**AIM OF THE EXERCISE:** Only one portion of the data is to be written out: from the line bearing "error_code::SERIES_MISALIGNED" through the line bearing "whose generation finished.". Write it exactly as it appears.

>>>

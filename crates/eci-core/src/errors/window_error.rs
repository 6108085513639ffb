//! Per-sequence windowing and window-metric errors.

use super::error_code::{self, EciErrorCode};

/// Errors raised while windowing a single sequence or computing its
/// per-window metrics. These are never fatal to a cohort run on their own.
#[derive(Debug, Clone, PartialEq, thiserror::Error)]
pub enum WindowError {
    #[error("Sequence has no tokens")]
    EmptySequence,

    #[error("Invalid shape: {message}")]
    InvalidShape { message: String },

    #[error("Degenerate window [{window_start}, {window_end}): spectrum has zero energy")]
    DegenerateWindow {
        window_start: usize,
        window_end: usize,
    },

    #[error("Internal and external series misaligned at window {index}: {message}")]
    SeriesMisaligned { index: usize, message: String },

    #[error("Window bounds not non-decreasing at window {index}")]
    NonMonotonicWindows { index: usize },

    #[error("Irregular window {index}: {message}")]
    IrregularWindows { index: usize, message: String },

    #[error("Length mismatch for {field}: expected {expected}, got {actual}")]
    LengthMismatch {
        field: String,
        expected: usize,
        actual: usize,
    },
}

impl EciErrorCode for WindowError {
    fn error_code(&self) -> &'static str {
        match self {
            Self::EmptySequence => error_code::EMPTY_SEQUENCE,
            Self::InvalidShape { .. } | Self::LengthMismatch { .. } => error_code::INVALID_SHAPE,
            Self::DegenerateWindow { .. } => error_code::DEGENERATE_WINDOW,
            Self::SeriesMisaligned { .. } | Self::NonMonotonicWindows { .. } => {
                error_code::SERIES_MISALIGNED
            }
            Self::IrregularWindows { .. } => error_code::IRREGULAR_WINDOWS,
        }
    }
}
//! Spectral window metrics: per-window diversity statistics of a hidden-state
//! trajectory (effective rank, participation ratio, variance).
//!
//! Pure per-sequence computation; cohorts parallelize over sequences.

pub mod metrics;
pub mod trajectory;
pub mod windows;

pub use metrics::{effective_rank, participation_ratio};
pub use trajectory::{summarize_trajectory, TrajectorySummary};
pub use windows::{compute_internal_series, window_metrics, HiddenStates};
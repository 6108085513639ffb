//! Run manifest: the metadata record written alongside the metric tables.

use serde::{Deserialize, Serialize};

/// Completion status of one model in the run roster.
#[derive(Debug, Clone, PartialEq, Eq, Serialize, Deserialize)]
pub struct ModelStatus {
    pub name: String,
    #[serde(default)]
    pub completed: bool,
}

/// Run-level metadata. Unknown keys are ignored.
#[derive(Debug, Clone, Default, PartialEq, Eq, Serialize, Deserialize)]
#[serde(default)]
pub struct RunManifest {
    pub seed: Option<u64>,
    #[serde(alias = "window_size")]
    pub window_length: Option<usize>,
    pub stride: Option<usize>,
    pub models: Vec<ModelStatus>,
    /// Model whose sequences form the residualization control group.
    pub control_model: Option<String>,
}

impl RunManifest {
    /// Names of models whose generation finished.
    pub fn completed_models(&self) -> impl Iterator<Item = &str> {
        self.models
            .iter()
            .filter(|m| m.completed)
            .map(|m| m.name.as_str())
    }

    pub fn is_complete(&self) -> bool {
        self.models.iter().all(|m| m.completed)
    }
}
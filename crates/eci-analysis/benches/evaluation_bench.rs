//! Bootstrap and spectral throughput.
//!
//! Run with: cargo bench -p eci-analysis --bench evaluation_bench

use criterion::{criterion_group, criterion_main, BenchmarkId, Criterion};

use eci_analysis::evaluation::{bootstrap_roc_auc, BootstrapSpec};
use eci_analysis::spectral::{compute_internal_series, HiddenStates};
use eci_analysis::WindowSpec;

fn synthetic_scores(n: usize) -> (Vec<f64>, Vec<bool>) {
    (0..n)
        .map(|i| {
            let failed = i % 3 == 0;
            let jitter = ((i * 7919) % 101) as f64 / 101.0;
            (if failed { 0.3 } else { 0.0 } + jitter, failed)
        })
        .unzip()
}

fn bootstrap_auc(c: &mut Criterion) {
    let mut group = c.benchmark_group("bootstrap_roc_auc");
    group.sample_size(10);

    for n in [100, 1000, 5000] {
        let (scores, outcomes) = synthetic_scores(n);
        let spec = BootstrapSpec::new(1000, 0.95, 42, 0.05).unwrap();
        group.bench_with_input(BenchmarkId::new("cohort", n), &n, |b, _| {
            b.iter(|| bootstrap_roc_auc(&scores, &outcomes, &spec).unwrap());
        });
    }
    group.finish();
}

fn spectral_series(c: &mut Criterion) {
    let mut group = c.benchmark_group("spectral_series");
    group.sample_size(10);

    for dim in [64, 256] {
        let n_tokens = 1024;
        let data: Vec<f64> = (0..n_tokens * dim)
            .map(|i| ((i * 2654435761) % 1000) as f64 / 1000.0)
            .collect();
        let states = HiddenStates::from_row_major(n_tokens, dim, &data).unwrap();
        let spec = WindowSpec::default();
        group.bench_with_input(BenchmarkId::new("hidden_dim", dim), &dim, |b, _| {
            b.iter(|| compute_internal_series(&states, &spec).unwrap());
        });
    }
    group.finish();
}

criterion_group!(benches, bootstrap_auc, spectral_series);
criterion_main!(benches);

<<<

**THE COMPLETED TASK:**
                error_code::SERIES_MISALIGNED
            }
            Self::IrregularWindows { .. } => error_code::IRREGULAR_WINDOWS,
        }
    }
}
//! Spectral window metrics: per-window diversity statistics of a hidden-state
//! trajectory (effective rank, participation ratio, variance).
//!
//! Pure per-sequence computation; cohorts parallelize over sequences.

pub mod metrics;
pub mod trajectory;
pub mod windows;

pub use metrics::{effective_rank, participation_ratio};
pub use trajectory::{summarize_trajectory, TrajectorySummary};
pub use windows::{compute_internal_series, window_metrics, HiddenStates};
repository 6108085513639ffb
//! Run manifest: the metadata record written alongside the metric tables.

use serde::{Deserialize, Serialize};

/// Completion status of one model in the run roster.
#[derive(Debug, Clone, PartialEq, Eq, Serialize, Deserialize)]
pub struct ModelStatus {
    pub name: String,
    #[serde(default)]
    pub completed: bool,
}

/// Run-level metadata. Unknown keys are ignored.
#[derive(Debug, Clone, Default, PartialEq, Eq, Serialize, Deserialize)]
#[serde(default)]
pub struct RunManifest {
    pub seed: Option<u64>,
    #[serde(alias = "window_size")]
    pub window_length: Option<usize>,
    pub stride: Option<usize>,
    pub models: Vec<ModelStatus>,
    /// Model whose sequences form the residualization control group.
    pub control_model: Option<String>,
}

impl RunManifest {
    /// Names of models whose generation finished.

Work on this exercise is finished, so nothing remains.